→ **ASSIGNMENT**
Here is the task for the records below: repeat exactly the lines from the one with "impl Default for LoggingConfig" to the one with "let content = std::fs::read_to_string(path)?;", both included, and nothing else.

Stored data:
---

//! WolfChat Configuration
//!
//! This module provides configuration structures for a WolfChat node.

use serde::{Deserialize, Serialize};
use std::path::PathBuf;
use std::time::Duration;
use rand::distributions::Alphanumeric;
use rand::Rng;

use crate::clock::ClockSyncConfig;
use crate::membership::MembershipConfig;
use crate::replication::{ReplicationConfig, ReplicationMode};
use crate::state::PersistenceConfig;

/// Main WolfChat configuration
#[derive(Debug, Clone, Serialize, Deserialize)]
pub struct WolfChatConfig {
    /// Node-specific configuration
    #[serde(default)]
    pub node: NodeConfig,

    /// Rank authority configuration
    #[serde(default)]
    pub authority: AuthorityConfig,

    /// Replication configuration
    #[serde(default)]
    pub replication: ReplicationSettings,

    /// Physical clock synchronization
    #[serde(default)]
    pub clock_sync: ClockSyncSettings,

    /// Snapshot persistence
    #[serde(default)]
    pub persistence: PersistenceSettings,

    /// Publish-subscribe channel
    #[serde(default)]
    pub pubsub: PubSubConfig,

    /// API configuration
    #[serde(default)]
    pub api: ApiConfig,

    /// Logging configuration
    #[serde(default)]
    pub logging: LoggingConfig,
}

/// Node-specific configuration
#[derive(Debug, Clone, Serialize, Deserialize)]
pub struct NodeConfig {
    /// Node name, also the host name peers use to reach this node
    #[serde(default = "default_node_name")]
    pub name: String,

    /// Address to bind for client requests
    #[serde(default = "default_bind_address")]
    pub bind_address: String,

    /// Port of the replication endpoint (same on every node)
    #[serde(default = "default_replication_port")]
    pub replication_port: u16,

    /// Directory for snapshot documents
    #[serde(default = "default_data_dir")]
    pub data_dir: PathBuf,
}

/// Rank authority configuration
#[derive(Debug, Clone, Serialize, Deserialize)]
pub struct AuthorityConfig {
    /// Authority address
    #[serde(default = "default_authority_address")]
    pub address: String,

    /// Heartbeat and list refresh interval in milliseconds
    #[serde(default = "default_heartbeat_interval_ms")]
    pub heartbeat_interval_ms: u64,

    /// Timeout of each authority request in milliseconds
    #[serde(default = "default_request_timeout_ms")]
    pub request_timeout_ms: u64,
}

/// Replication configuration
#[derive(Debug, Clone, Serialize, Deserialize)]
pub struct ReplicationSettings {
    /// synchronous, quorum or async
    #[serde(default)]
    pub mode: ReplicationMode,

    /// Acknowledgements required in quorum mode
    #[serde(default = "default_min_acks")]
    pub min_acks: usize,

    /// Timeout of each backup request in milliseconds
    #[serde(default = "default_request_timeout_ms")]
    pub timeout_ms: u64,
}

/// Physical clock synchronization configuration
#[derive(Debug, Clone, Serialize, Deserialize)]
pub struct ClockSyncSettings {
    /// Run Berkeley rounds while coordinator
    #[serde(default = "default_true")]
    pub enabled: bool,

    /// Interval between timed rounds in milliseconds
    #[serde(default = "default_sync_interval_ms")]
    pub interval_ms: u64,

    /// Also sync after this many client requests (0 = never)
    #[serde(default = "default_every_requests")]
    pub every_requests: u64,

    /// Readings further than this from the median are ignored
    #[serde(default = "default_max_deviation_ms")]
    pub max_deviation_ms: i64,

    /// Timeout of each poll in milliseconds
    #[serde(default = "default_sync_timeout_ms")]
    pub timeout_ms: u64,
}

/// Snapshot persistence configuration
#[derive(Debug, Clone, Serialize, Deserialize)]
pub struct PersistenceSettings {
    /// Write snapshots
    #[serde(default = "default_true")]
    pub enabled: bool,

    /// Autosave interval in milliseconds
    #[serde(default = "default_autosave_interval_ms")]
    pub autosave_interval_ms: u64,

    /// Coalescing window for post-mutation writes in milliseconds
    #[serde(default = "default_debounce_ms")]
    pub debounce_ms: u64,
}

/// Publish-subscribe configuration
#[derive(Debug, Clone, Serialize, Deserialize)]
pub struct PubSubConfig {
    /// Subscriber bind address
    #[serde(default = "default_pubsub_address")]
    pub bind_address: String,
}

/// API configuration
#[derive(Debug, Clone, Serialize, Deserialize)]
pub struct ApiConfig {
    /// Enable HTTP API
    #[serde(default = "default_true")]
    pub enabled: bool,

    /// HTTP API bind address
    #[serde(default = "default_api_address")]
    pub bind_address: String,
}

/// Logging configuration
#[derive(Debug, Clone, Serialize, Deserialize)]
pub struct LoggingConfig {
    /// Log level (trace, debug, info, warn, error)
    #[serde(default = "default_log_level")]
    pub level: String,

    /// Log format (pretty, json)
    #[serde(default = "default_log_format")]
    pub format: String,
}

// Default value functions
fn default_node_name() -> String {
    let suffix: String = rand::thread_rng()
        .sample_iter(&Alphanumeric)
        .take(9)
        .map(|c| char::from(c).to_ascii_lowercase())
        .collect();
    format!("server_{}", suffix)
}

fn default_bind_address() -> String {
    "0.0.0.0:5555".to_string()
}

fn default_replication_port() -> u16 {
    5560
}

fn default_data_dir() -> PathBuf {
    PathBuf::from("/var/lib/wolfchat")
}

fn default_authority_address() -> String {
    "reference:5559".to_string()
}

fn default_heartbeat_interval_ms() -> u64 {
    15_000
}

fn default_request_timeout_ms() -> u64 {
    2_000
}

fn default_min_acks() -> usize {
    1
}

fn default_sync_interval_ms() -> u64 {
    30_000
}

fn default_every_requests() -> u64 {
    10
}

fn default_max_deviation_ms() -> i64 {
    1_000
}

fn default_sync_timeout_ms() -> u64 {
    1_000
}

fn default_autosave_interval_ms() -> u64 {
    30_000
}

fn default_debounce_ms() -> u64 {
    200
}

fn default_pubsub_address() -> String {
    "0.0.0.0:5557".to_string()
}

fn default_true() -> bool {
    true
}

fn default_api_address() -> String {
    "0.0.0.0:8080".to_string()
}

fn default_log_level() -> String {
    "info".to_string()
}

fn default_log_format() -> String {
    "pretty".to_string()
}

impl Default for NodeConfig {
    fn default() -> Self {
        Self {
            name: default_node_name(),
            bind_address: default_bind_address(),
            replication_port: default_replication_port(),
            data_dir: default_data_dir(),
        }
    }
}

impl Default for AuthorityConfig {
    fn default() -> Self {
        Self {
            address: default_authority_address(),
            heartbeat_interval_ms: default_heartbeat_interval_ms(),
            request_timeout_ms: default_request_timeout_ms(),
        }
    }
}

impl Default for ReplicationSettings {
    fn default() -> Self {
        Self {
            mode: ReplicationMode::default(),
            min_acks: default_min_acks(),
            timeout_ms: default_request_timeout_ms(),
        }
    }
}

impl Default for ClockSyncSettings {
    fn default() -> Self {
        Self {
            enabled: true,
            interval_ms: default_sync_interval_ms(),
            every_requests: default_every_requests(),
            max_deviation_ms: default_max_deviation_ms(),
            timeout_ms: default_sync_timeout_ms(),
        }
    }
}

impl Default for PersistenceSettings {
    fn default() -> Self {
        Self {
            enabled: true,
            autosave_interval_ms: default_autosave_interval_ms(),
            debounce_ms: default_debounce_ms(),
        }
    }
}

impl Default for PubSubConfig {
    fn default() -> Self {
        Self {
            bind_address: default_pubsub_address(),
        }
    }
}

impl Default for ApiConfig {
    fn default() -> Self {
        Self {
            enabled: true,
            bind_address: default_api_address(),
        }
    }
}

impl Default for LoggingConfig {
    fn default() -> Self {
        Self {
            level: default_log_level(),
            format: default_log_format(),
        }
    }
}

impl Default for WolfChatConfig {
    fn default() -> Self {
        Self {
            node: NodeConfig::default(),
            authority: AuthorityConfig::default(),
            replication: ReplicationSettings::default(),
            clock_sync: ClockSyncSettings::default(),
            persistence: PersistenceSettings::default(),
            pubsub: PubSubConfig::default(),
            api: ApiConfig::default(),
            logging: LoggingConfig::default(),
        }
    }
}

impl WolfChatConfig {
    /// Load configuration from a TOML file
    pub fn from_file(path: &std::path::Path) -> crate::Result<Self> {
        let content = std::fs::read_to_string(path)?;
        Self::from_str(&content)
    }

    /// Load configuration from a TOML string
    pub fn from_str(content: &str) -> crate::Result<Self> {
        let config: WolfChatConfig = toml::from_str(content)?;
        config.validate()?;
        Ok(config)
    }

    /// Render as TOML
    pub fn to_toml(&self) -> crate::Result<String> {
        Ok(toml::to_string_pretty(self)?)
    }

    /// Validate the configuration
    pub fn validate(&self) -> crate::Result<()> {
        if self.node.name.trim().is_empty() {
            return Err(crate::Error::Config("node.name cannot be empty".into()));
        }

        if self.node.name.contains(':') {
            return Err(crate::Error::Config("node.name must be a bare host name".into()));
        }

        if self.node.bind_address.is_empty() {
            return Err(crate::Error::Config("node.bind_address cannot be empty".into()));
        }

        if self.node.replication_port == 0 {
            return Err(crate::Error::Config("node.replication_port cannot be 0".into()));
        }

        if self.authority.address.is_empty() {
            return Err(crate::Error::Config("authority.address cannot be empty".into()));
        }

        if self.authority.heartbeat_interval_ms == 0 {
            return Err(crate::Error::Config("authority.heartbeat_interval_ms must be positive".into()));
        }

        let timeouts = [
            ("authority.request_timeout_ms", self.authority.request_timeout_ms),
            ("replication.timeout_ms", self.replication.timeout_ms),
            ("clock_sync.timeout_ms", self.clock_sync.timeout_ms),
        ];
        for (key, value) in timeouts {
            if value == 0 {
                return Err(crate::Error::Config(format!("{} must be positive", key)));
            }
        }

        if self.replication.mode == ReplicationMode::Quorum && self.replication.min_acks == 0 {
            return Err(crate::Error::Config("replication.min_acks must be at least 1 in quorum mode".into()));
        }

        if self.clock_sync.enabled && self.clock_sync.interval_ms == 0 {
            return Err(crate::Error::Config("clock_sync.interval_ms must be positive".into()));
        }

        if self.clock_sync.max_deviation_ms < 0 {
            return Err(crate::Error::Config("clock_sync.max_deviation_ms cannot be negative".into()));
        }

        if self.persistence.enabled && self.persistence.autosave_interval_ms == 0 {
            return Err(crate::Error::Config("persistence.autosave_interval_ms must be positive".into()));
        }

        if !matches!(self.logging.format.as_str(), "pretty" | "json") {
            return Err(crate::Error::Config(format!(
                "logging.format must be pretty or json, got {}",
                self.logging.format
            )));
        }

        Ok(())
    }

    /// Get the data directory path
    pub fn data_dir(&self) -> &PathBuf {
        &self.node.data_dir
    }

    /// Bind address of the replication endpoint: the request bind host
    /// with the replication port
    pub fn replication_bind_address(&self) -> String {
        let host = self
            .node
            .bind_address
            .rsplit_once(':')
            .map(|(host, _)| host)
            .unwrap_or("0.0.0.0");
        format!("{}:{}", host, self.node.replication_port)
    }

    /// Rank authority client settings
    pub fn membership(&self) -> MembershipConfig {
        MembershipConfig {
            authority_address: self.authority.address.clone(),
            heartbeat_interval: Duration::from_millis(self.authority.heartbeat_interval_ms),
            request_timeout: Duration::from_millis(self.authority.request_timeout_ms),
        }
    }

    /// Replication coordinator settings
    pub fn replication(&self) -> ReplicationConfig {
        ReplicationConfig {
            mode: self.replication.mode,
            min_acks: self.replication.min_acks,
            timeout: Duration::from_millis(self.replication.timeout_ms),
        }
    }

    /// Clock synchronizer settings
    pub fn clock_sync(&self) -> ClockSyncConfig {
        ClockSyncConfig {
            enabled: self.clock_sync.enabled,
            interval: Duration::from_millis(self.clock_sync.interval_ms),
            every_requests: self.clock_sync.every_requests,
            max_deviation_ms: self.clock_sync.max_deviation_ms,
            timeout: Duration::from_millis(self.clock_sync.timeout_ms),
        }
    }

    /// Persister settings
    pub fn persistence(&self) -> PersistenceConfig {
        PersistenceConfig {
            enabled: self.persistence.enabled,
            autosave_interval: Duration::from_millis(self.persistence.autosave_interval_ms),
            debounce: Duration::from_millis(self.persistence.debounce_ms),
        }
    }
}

---

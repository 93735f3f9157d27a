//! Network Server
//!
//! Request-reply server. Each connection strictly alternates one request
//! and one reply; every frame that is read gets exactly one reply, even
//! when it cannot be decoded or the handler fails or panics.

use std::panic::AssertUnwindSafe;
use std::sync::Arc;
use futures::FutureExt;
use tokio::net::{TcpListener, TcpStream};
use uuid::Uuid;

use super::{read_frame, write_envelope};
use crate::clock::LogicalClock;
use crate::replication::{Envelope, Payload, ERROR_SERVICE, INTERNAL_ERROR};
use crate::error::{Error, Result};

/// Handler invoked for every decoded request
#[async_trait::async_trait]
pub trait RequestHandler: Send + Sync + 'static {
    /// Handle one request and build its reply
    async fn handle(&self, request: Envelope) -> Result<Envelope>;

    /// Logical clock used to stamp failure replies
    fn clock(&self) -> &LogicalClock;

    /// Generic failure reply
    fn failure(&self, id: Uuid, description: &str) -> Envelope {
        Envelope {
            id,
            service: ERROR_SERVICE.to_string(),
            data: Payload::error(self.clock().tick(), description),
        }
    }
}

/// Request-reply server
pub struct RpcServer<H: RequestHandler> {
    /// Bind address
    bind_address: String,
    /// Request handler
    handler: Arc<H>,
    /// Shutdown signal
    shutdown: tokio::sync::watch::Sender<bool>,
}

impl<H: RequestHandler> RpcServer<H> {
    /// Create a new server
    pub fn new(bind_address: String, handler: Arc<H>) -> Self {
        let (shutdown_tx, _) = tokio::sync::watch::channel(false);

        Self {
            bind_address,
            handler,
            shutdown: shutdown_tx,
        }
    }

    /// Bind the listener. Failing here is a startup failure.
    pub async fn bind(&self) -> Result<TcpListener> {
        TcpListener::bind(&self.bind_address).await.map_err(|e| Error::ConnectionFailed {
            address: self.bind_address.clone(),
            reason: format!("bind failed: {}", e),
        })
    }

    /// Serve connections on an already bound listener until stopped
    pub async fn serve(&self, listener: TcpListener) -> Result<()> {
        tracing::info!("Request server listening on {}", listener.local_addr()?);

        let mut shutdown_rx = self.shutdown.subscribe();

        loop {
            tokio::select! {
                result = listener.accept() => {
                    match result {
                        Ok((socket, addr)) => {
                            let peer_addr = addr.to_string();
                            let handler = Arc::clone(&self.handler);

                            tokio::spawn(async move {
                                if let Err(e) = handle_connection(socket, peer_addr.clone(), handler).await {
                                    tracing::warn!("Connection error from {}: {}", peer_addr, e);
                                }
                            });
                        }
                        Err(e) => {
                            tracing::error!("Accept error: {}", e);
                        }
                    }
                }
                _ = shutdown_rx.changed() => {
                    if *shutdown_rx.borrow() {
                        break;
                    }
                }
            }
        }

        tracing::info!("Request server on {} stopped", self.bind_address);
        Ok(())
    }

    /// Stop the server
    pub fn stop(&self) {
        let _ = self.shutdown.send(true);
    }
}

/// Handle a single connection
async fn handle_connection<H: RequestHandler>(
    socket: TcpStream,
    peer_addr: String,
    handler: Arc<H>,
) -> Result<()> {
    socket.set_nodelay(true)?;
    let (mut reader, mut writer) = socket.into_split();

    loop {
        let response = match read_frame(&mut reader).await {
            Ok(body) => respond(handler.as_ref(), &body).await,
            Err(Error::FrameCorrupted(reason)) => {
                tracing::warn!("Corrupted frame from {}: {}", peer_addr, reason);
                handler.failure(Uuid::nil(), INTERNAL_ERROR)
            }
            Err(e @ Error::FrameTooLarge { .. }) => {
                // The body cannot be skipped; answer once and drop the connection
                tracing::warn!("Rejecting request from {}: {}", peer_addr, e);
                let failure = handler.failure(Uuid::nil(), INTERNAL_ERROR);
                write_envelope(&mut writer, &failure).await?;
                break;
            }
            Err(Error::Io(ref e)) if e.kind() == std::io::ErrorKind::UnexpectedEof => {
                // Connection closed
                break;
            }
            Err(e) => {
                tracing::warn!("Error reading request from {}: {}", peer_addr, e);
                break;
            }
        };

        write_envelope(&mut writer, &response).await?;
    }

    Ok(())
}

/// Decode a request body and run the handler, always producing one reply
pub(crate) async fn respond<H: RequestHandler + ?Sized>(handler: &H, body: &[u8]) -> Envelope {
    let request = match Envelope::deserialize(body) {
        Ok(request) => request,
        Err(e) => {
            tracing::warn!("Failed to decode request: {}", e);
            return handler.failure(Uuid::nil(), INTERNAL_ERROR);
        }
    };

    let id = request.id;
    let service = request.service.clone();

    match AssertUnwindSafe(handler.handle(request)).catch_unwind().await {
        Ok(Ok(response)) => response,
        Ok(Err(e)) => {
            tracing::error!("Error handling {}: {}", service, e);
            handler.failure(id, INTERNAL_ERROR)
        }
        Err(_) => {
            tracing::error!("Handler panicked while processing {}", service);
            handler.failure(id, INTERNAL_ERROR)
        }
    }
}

---

→ **RESULT FOR THIS EXERCISE**
impl Default for LoggingConfig {
    fn default() -> Self {
        Self {
            level: default_log_level(),
            format: default_log_format(),
        }
    }
}

impl Default for WolfChatConfig {
    fn default() -> Self {
        Self {
            node: NodeConfig::default(),
            authority: AuthorityConfig::default(),
            replication: ReplicationSettings::default(),
            clock_sync: ClockSyncSettings::default(),
            persistence: PersistenceSettings::default(),
            pubsub: PubSubConfig::default(),
            api: ApiConfig::default(),
            logging: LoggingConfig::default(),
        }
    }
}

impl WolfChatConfig {
    /// Load configuration from a TOML file
    pub fn from_file(path: &std::path::Path) -> crate::Result<Self> {
        let content = std::fs::read_to_string(path)?;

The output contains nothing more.